- Church: Catholic Church
- Diocese: Diocese of Bergamo
- In office: 13 September 1773 – 2 March 1777
- Predecessor: Antonio Redetti
- Successor: Giampaolo Dolfin

Orders
- Ordination: 19 September 1733
- Consecration: 19 September 1773 by Carlo Rezzonico

Personal details
- Born: 30 July 1709 Venice, Republic of Venice
- Died: 2 March 1777 (aged 67) Bergamo, Domini di Terraferma, Republic of Venice

= Marco Molin =

Bishop of Bergamo

Marco Molin (30 July 1709 – 2 March 1777) was the Bishop of Bergamo from 1773 to 1777.

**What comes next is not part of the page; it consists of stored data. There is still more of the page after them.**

//! This module defines the `VoteEngine` responsible for coordinating vote
//! transitions.
//! It reads the caller's current vote, computes the transition, applies the
//! vote-row write and counter adjustment through the repository, and then
//! refreshes the item author's reputation.
mod transition;

use std::collections::HashMap;
use std::sync::Arc;

use tracing::{debug, warn};
use vote_engine_repository::VoteRepository;
use vote_engine_shared::types::{ItemId, ItemKind, TransitionOutcome, UserId, VoteType};

use crate::errors::VoteError;
use crate::reputation::ReputationUpdater;

/// `VoteEngine` orchestrates the vote transition state machine against an
/// injected repository.
///
/// All counter mutations in the system go through this type; nothing else
/// writes the denormalized `upvotes` / `downvotes` columns.
pub struct VoteEngine {
    repository: Arc<dyn VoteRepository>,
    reputation: ReputationUpdater,
}

impl VoteEngine {
    /// Creates a new `VoteEngine` backed by the given repository.
    pub fn new(repository: Arc<dyn VoteRepository>) -> Self {
        let reputation = ReputationUpdater::new(Arc::clone(&repository));
        Self {
            repository,
            reputation,
        }
    }

    /// Applies a vote request for `requested` on an item.
    ///
    /// Casting the direction already held toggles the vote off; casting the
    /// opposite direction flips it. The returned outcome tells the caller
    /// exactly what happened so it can reconcile its local counter display.
    ///
    /// # Arguments
    ///
    /// * `user_id` - The voting user; must exist.
    /// * `item_id` - The target ticket or reply; must exist.
    /// * `kind` - Whether the target is a ticket or a reply.
    /// * `requested` - The requested vote direction.
    ///
    /// # Returns
    ///
    /// The `TransitionOutcome`, or a `VoteError` if the user or item is
    /// missing or the storage write failed.
    pub async fn cast_vote(
        &self,
        user_id: UserId,
        item_id: ItemId,
        kind: ItemKind,
        requested: VoteType,
    ) -> Result<TransitionOutcome, VoteError> {
        self.ensure_user(user_id).await?;
        self.ensure_item(item_id, kind).await?;

        let current = self.repository.get_vote(user_id, item_id, kind).await?;
        let (mutation, outcome) = transition::cast_transition(current, requested);
        self.repository
            .apply_transition(user_id, item_id, kind, &mutation)
            .await?;
        debug!(
            user_id,
            item_id,
            kind = %kind,
            action = ?outcome.action,
            "vote transition applied"
        );

        self.refresh_author_reputation(item_id, kind).await;
        Ok(outcome)
    }

    /// Clears the caller's vote on an item, whatever its direction.
    ///
    /// A no-op with `action: none` when no vote exists.
    pub async fn clear_vote(
        &self,
        user_id: UserId,
        item_id: ItemId,
        kind: ItemKind,
    ) -> Result<TransitionOutcome, VoteError> {
        self.ensure_user(user_id).await?;
        self.ensure_item(item_id, kind).await?;

        let current = self.repository.get_vote(user_id, item_id, kind).await?;
        let (mutation, outcome) = transition::clear_transition(current);
        let Some(mutation) = mutation else {
            return Ok(outcome);
        };
        self.repository
            .apply_transition(user_id, item_id, kind, &mutation)
            .await?;
        debug!(user_id, item_id, kind = %kind, "vote cleared");

        self.refresh_author_reputation(item_id, kind).await;
        Ok(outcome)
    }

    /// Returns the caller's votes on items of the given kind as an
    /// `item_id -> vote_type` map, for rendering vote state next to each
    /// item without per-item lookups. Pure read.
    pub async fn user_votes(
        &self,
        user_id: UserId,
        kind: ItemKind,
    ) -> Result<HashMap<ItemId, VoteType>, VoteError> {
        let records = self.repository.user_votes(user_id, kind).await?;
        Ok(records
            .into_iter()
            .map(|record| (record.item_id, record.vote_type))
            .collect())
    }

    async fn ensure_user(&self, user_id: UserId) -> Result<(), VoteError> {
        if self.repository.user_exists(user_id).await? {
            Ok(())
        } else {
            Err(VoteError::UserNotFound(user_id))
        }
    }

    async fn ensure_item(&self, item_id: ItemId, kind: ItemKind) -> Result<(), VoteError> {
        if self.repository.item_exists(item_id, kind).await? {
            Ok(())
        } else {
            Err(VoteError::ItemNotFound(kind, item_id))
        }
    }

    /// Recomputes the item author's reputation after a committed transition.
    ///
    /// The counter update has already committed at this point, so failures
    /// here are logged and swallowed rather than surfaced; surfacing them
    /// would invite a retry of a vote that already landed. The next vote on
    /// any of the author's content recomputes from scratch.
    async fn refresh_author_reputation(&self, item_id: ItemId, kind: ItemKind) {
        match self.repository.item_author(item_id, kind).await {
            Ok(Some(author_id)) => {
                if let Err(error) = self.reputation.recompute(author_id).await {
                    warn!(author_id, %error, "reputation recompute failed");
                }
            }
            Ok(None) => {
                warn!(item_id, kind = %kind, "no author for item, skipping reputation update");
            }
            Err(error) => {
                warn!(item_id, kind = %kind, %error, "author lookup failed, skipping reputation update");
            }
        }
    }
}
use serde::{Deserialize, Serialize};

use crate::types::{ItemId, ItemKind, UserId, VoteType};

/// Represents a user's stored vote on a content item.
///
/// At most one record exists per `(user_id, item_id, item_kind)`; the record
/// is created on first vote, mutated when the vote flips, and deleted when
/// the vote is retracted.
#[derive(Debug, Clone, Serialize, Deserialize, PartialEq, Eq)]
pub struct VoteRecord {
    pub user_id: UserId,
    pub item_id: ItemId,
    pub item_kind: ItemKind,
    pub vote_type: VoteType,
}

Molin was born in Venice on 30 July 1709. He was ordained a priest on 19 September 1733. He served at the Monastery of San Giorgio in Venice as Master of Novices, then as Prior, then as Abbot. He was Visitor for his Order's Province of Lombardy. At the time of his appointment as bishop, he was Abbot of the Monastery of San Giustino in Padua.

He was named Bishop of Bergamo on 13 September 1773 by Pope Clement XIV, and was consecrated in Rome on 19 September 1773 by Cardinal Carlo Rezzonico.

He died in Bergamo on 2 March 1777.

==Bibliography==
- Ritzler, Remigius (1958). "Hierarchia catholica medii et recentis aevi" (in Latin)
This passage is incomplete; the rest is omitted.